Final Report Summary - B-COOL (Low Cost and High Efficiency CO2 Mobile Air Conditioning system for lower segment cars)

The B-COOL project was fully devoted to the development of a low cost and high efficiency air-conditioning system based on a vapour compression cycle using CO2 - referred to with the acronym R-744 when used as refrigerant fluid. Methods to assess performance, fuel annual consumption and environmental impact were identified, within the project, and constituted a first step towards EU new standards.

The EU, as greenhouse gas emission reduction measure, proposed the ban for mobile air conditioning systems of fluids having a global warming potential higher than 150 (i.e. R134a) with possible future complementary measures - e.g. measurement of the MAC fuel consumption – and this initiative represents a challenge and an opportunity for OEMs and mobile A/C suppliers to increase their competitiveness.

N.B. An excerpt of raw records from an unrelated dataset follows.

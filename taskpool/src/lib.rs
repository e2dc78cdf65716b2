//
// Copyright 2017-2026 Hans W. Uhlig. All Rights Reserved.
//
// Licensed under the Apache License, Version 2.0 (the "License");
// you may not use this file except in compliance with the License.
// You may obtain a copy of the License at
//
//      http://www.apache.org/licenses/LICENSE-2.0
//
// Unless required by applicable law or agreed to in writing, software
// distributed under the License is distributed on an "AS IS" BASIS,
// WITHOUT WARRANTIES OR CONDITIONS OF ANY KIND, either express or implied.
// See the License for the specific language governing permissions and
// limitations under the License.
//

//! Worker Pool Task Engine
//!
//! A generic bounded/unbounded task-execution engine: arbitrary units of
//! work run on a fixed set of OS worker threads, and each submission returns
//! a [`TaskFuture`] through which the caller retrieves the result or the
//! propagated failure.
//!
//! # Architecture
//!
//! ```text
//! TaskPool::submit --> FIFO queue --> worker threads
//!       |                                  |
//!       +-------- TaskFuture <-- completion signal
//! ```
//!
//! The pool never logs or retries a failed task; a failure is observable
//! only through its future. Shutdown is cooperative: one sentinel per worker
//! plus a short queue-poll timeout bound the latency for every worker to
//! observe it, and in-flight work always runs to completion.
//!
//! # Example
//!
//! ```
//! use shellbridge_taskpool::TaskPool;
//!
//! let pool = TaskPool::new(2);
//! pool.start()?;
//!
//! let future = pool.submit(|| 6 * 7)?;
//! assert_eq!(future.result()?, 42);
//!
//! pool.shutdown();
//! pool.join();
//! # Ok::<(), shellbridge_taskpool::PoolError>(())
//! ```

mod error;
mod pool;
mod task;

pub use error::{PoolError, Result};
pub use pool::TaskPool;
pub use task::TaskFuture;
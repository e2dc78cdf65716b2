//
// Copyright 2017-2026 Hans W. Uhlig. All Rights Reserved.
//
// Licensed under the Apache License, Version 2.0 (the "License");
// you may not use this file except in compliance with the License.
// You may obtain a copy of the License at
//
//      http://www.apache.org/licenses/LICENSE-2.0
//
// Unless required by applicable law or agreed to in writing, software
// distributed under the License is distributed on an "AS IS" BASIS,
// WITHOUT WARRANTIES OR CONDITIONS OF ANY KIND, either express or implied.
// See the License for the specific language governing permissions and
// limitations under the License.
//

//! Session Bridge Server
//!
//! A threaded telnet-style shell bridge: the server listens on a TCP
//! address and bridges each accepted connection, byte-for-byte in both
//! directions, to an interactive shell running inside a pseudo-terminal.
//! Resource usage is bounded by a fixed worker-thread pool, one worker per
//! concurrently active session.
//!
//! The relay is a raw byte pipe, not a protocol-compliant terminal
//! emulator: no option negotiation, no line-mode switching, no framing.
//! The wire carries exactly what the spawned shell produces and consumes.
//!
//! # Architecture
//!
//! ```text
//! BridgeServer (accept thread)
//!     | dispatch
//! TaskPool (worker threads)
//!     | one task per connection
//! Session: socket <-> poll(2) relay <-> PTY master <-> shell child
//! ```
//!
//! # Example
//!
//! ```no_run
//! use shellbridge_server::{BridgeServer, ServerConfig};
//!
//! fn main() -> Result<(), Box<dyn std::error::Error>> {
//!     let config = ServerConfig::new("127.0.0.1:2333".parse()?)
//!         .with_worker_count(10)
//!         .with_shell("/bin/bash");
//!
//!     let server = BridgeServer::new(config)?;
//!     let addr = server.start()?;
//!     println!("shell bridge listening on {addr}");
//!
//!     // ... wait for a shutdown signal ...
//!     server.stop()?;
//!     Ok(())
//! }
//! ```

#![cfg(unix)]

mod config;
mod error;
mod listener;
mod server;
mod session;

pub use config::ServerConfig;
pub use error::{BridgeError, Result};
pub use server::BridgeServer;
pub use session::{Session, SessionState};
//
// Copyright 2017-2026 Hans W. Uhlig. All Rights Reserved.
//
// Licensed under the Apache License, Version 2.0 (the "License");
// you may not use this file except in compliance with the License.
// You may obtain a copy of the License at
//
//      http://www.apache.org/licenses/LICENSE-2.0
//
// Unless required by applicable law or agreed to in writing, software
// distributed under the License is distributed on an "AS IS" BASIS,
// WITHOUT WARRANTIES OR CONDITIONS OF ANY KIND, either express or implied.
// See the License for the specific language governing permissions and
// limitations under the License.
//

//! Error types for the worker pool

use thiserror::Error;

/// Result type for pool operations
pub type Result<T> = std::result::Result<T, PoolError>;

/// Worker pool error types
#[derive(Debug, Error)]
pub enum PoolError {
    /// The pool has begun shutting down and no longer accepts work
    #[error("pool is shutting down")]
    ShuttingDown,

    /// A submitted task panicked while executing
    ///
    /// The panic is caught on the worker thread and re-surfaced through the
    /// task's future; it never unwinds across the pool.
    #[error("task panicked: {message}")]
    TaskPanicked {
        /// The panic payload, rendered as text
        message: String,
    },

    /// Spawning a worker thread failed
    #[error("failed to spawn worker thread: {0}")]
    WorkerSpawn(#[source] std::io::Error),
}

impl PoolError {
    /// Check if the error indicates the pool rejected the operation
    pub fn is_rejection(&self) -> bool {
        matches!(self, PoolError::ShuttingDown)
    }

    /// Check if the error carries a task failure
    pub fn is_task_failure(&self) -> bool {
        matches!(self, PoolError::TaskPanicked { .. })
    }
}

#[cfg(test)]
mod tests {
    use super::*;

    #[test]
    fn test_error_classification() {
        assert!(PoolError::ShuttingDown.is_rejection());
        assert!(!PoolError::ShuttingDown.is_task_failure());

        let err = PoolError::TaskPanicked {
            message: "boom".to_string(),
        };
        assert!(err.is_task_failure());
        assert!(!err.is_rejection());
    }

    #[test]
    fn test_error_display() {
        let err = PoolError::TaskPanicked {
            message: "index out of bounds".to_string(),
        };
        assert_eq!(err.to_string(), "task panicked: index out of bounds");
        assert_eq!(PoolError::ShuttingDown.to_string(), "pool is shutting down");
    }
}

The project has been focused, at first, to the identification of the most appropriate testing procedures so to be able to qualify in realistic way a mobile air conditioning in terms of fuel consumption and performances (thermal comfort). A specific activity has also been launched to verify the safety-related issues. The major effort has been devoted to the development of the A/C systems for a Fiat Panda with automatic air conditioning and a Ford KA with manual control. The cars have been fully characterised following the identified procedures before and after the R-744 A/C system installation.

Equivalent thermal conditions without solar irradiation have been identified under the hypothesis that the solar cabin soaking can be represented by an air temperature increase. This hypothesis introduces an approximation but simplifies in a crucial way the testing procedure requirements making it applicable in almost all the existing facilities (climatic chamber with rolling benches and emission and consumption measurement systems).

The ambient testing conditions are as follows:
- 28 degrees Celsius and 50 % R. H for European summer: these conditions can be considered representative to classify the air conditioning system with regards to the fuel consumption and thermal comfort. The A/C system set point: 20 degrees Celsius.
- 35 degrees Celsius and 60 % R. H. for severe summer: representative of very high thermal load (non-European). The A/C system set point: 23 degrees Celsius.
- 15 degrees Celsius and 70 % R. H for dehumidification: to consider the use of the A/C as a dehumidifier. The A/C system set point: 20 degrees Celsius.

All tests are performed with the A/C in fresh air mode. A specific procedure has been defined to represent in a realistic way the use of manual A/C systems and thermal comfort.

The system efficiency will increase when right-sized compressors will be available. The 28 cc externally controlled variable capacity compressors, designed for C-segment cars, when used on small cars, as in this study, in partial load, have a lower efficiency. Those compressors can be used to validate the rest of the components, and in a first phase of R-744 system diffusion, but smaller displacement compressors (15 cc) guarantee better efficiency.

As it has been previously mentioned, on the short term the cost will be significantly higher than present R-134a. If all the OEMs were to switch to R-744 technology and production volumes were increase, the cost would likely decrease but would hardly reach the same level of R-134a system.

The technical developments within the B-COOL project have led to specific solutions for the use of this technology in small cars. The B-COOL project demonstrated that the R-744 technology for A-B segment cars seems technologically affordable even if reliability and system additional cost are still open issues that need to be further investigated.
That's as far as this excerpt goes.